WORK REQUEST:
Each line below that holds the word "current" counts once. Say how many such lines there are, and no more.

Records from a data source
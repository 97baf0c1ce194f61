//! Infrastructure Adapters
//!
//! 六边形架构的适配器实现

pub mod document;
pub mod renderer;
pub mod speech;

pub use document::*;
pub use renderer::*;
pub use speech::*;
//! 句子分割器
//!
//! 基于标点的单遍扫描分句，支持拉丁与中日韩标点，可选逗号类软分隔

use serde::{Deserialize, Serialize};

use super::document::Sentence;

/// 默认软分隔最小字符数
/// 片段字符数未达到此限制时，软分隔符不会触发分割
pub const DEFAULT_MIN_CHARS_FOR_SOFT: usize = 20;

/// 默认补充终止符
pub const DEFAULT_SYNTHETIC_TERMINATOR: char = '。';

/// 分句配置
#[derive(Debug, Clone, PartialEq, Serialize, Deserialize)]
pub struct SegmentConfig {
    /// 强分隔符（句末标点，总是分割）
    #[serde(default = "default_strong_delimiters")]
    pub strong_delimiters: Vec<char>,
    /// 软分隔符（逗号、分号、冒号）
    #[serde(default = "default_soft_delimiters")]
    pub soft_delimiters: Vec<char>,
    /// 是否启用软分隔
    #[serde(default)]
    pub soft_breaks: bool,
    /// 软分隔生效的最小字符数
    #[serde(default = "default_min_chars_for_soft")]
    pub min_chars_for_soft: usize,
    /// 末尾缺少终止符时补充的字符
    #[serde(default = "default_synthetic_terminator")]
    pub synthetic_terminator: char,
}

fn default_strong_delimiters() -> Vec<char> {
    vec!['。', '？', '！', '.', '?', '!', '…']
}

fn default_soft_delimiters() -> Vec<char> {
    vec!['，', '；', '：', ',', ';', ':']
}

fn default_min_chars_for_soft() -> usize {
    DEFAULT_MIN_CHARS_FOR_SOFT
}

fn default_synthetic_terminator() -> char {
    DEFAULT_SYNTHETIC_TERMINATOR
}

impl Default for SegmentConfig {
    fn default() -> Self {
        Self {
            strong_delimiters: default_strong_delimiters(),
            soft_delimiters: default_soft_delimiters(),
            soft_breaks: false,
            min_chars_for_soft: default_min_chars_for_soft(),
            synthetic_terminator: default_synthetic_terminator(),
        }
    }
}

impl SegmentConfig {
    /// 启用软分隔的配置
    pub fn with_soft_breaks(mut self, min_chars: usize) -> Self {
        self.soft_breaks = true;
        self.min_chars_for_soft = min_chars;
        self
    }

    #[inline]
    fn is_strong_delimiter(&self, ch: char) -> bool {
        self.strong_delimiters.contains(&ch)
    }

    #[inline]
    fn is_soft_delimiter(&self, ch: char) -> bool {
        self.soft_breaks && self.soft_delimiters.contains(&ch)
    }
}

/// 分句结果（尚未绑定页面）
#[derive(Debug, Clone, PartialEq, Eq)]
pub struct SegmentedSentence {
    pub text: String,
    pub synthetic_terminator: bool,
}

/// 检查是否为紧跟终止符的闭合标点（引号、括号）
#[inline]
fn is_closing_mark(ch: char) -> bool {
    matches!(
        ch,
        '"' | '\'' | '\u{201D}' | '\u{2019}' | '」' | '』' | ')' | '）' | ']' | '】' | '》'
    )
}

/// 检查片段是否只包含引号或空白（应该合并到前一句）
#[inline]
fn is_trivial_segment(s: &str) -> bool {
    s.chars()
        .all(|c| is_closing_mark(c) || matches!(c, '\u{201C}' | '\u{2018}' | ' ' | '\t'))
}

/// 将连续空白（含换行）归一化为单个空格
pub fn normalize_whitespace(text: &str) -> String {
    text.split_whitespace().collect::<Vec<_>>().join(" ")
}

fn push_sentence(sentences: &mut Vec<SegmentedSentence>, buffer: &str) {
    let trimmed = buffer.trim();
    if trimmed.is_empty() {
        return;
    }

    if is_trivial_segment(trimmed) {
        if let Some(last) = sentences.last_mut() {
            last.text.push_str(trimmed);
            return;
        }
    }

    sentences.push(SegmentedSentence {
        text: trimmed.to_string(),
        synthetic_terminator: false,
    });
}

/// 对文本进行分句
///
/// 分句策略：
/// 1. 归一化空白
/// 2. 遇到强分隔符（或满足最小字符数的软分隔符）时切分，
///    紧随其后的终止符和闭合引号归入同一句
/// 3. 末尾剩余内容成为最后一句，并补充终止符
pub fn segment_text(text: &str, config: &SegmentConfig) -> Vec<SegmentedSentence> {
    let normalized = normalize_whitespace(text);
    let mut sentences: Vec<SegmentedSentence> = Vec::new();
    let mut current = String::new();
    let mut char_count = 0;
    let mut chars = normalized.chars().peekable();

    while let Some(ch) = chars.next() {
        current.push(ch);
        char_count += 1;

        let should_split = config.is_strong_delimiter(ch)
            || (config.is_soft_delimiter(ch) && char_count >= config.min_chars_for_soft);

        if should_split {
            while let Some(&next) = chars.peek() {
                if config.is_strong_delimiter(next) || is_closing_mark(next) {
                    current.push(next);
                    chars.next();
                } else {
                    break;
                }
            }
            push_sentence(&mut sentences, &current);
            current.clear();
            char_count = 0;
        }
    }

    // 剩余内容
    let trimmed = current.trim();
    if !trimmed.is_empty() {
        match sentences.last_mut() {
            Some(last) if is_trivial_segment(trimmed) => last.text.push_str(trimmed),
            _ => {
                let mut text = trimmed.to_string();
                text.push(config.synthetic_terminator);
                sentences.push(SegmentedSentence {
                    text,
                    synthetic_terminator: true,
                });
            }
        }
    }

    sentences
}

/// 对页面文本分句，并标注页面索引与页内序号
pub fn segment_page(page_index: usize, text: &str, config: &SegmentConfig) -> Vec<Sentence> {
    let segmented = segment_text(text, config);
    let total = segmented.len();

    segmented
        .into_iter()
        .enumerate()
        .map(|(index, s)| {
            Sentence::new(
                s.text,
                page_index,
                index,
                index + 1 == total,
                s.synthetic_terminator,
            )
        })
        .collect()
}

RESPONSE TO THE TASK:
6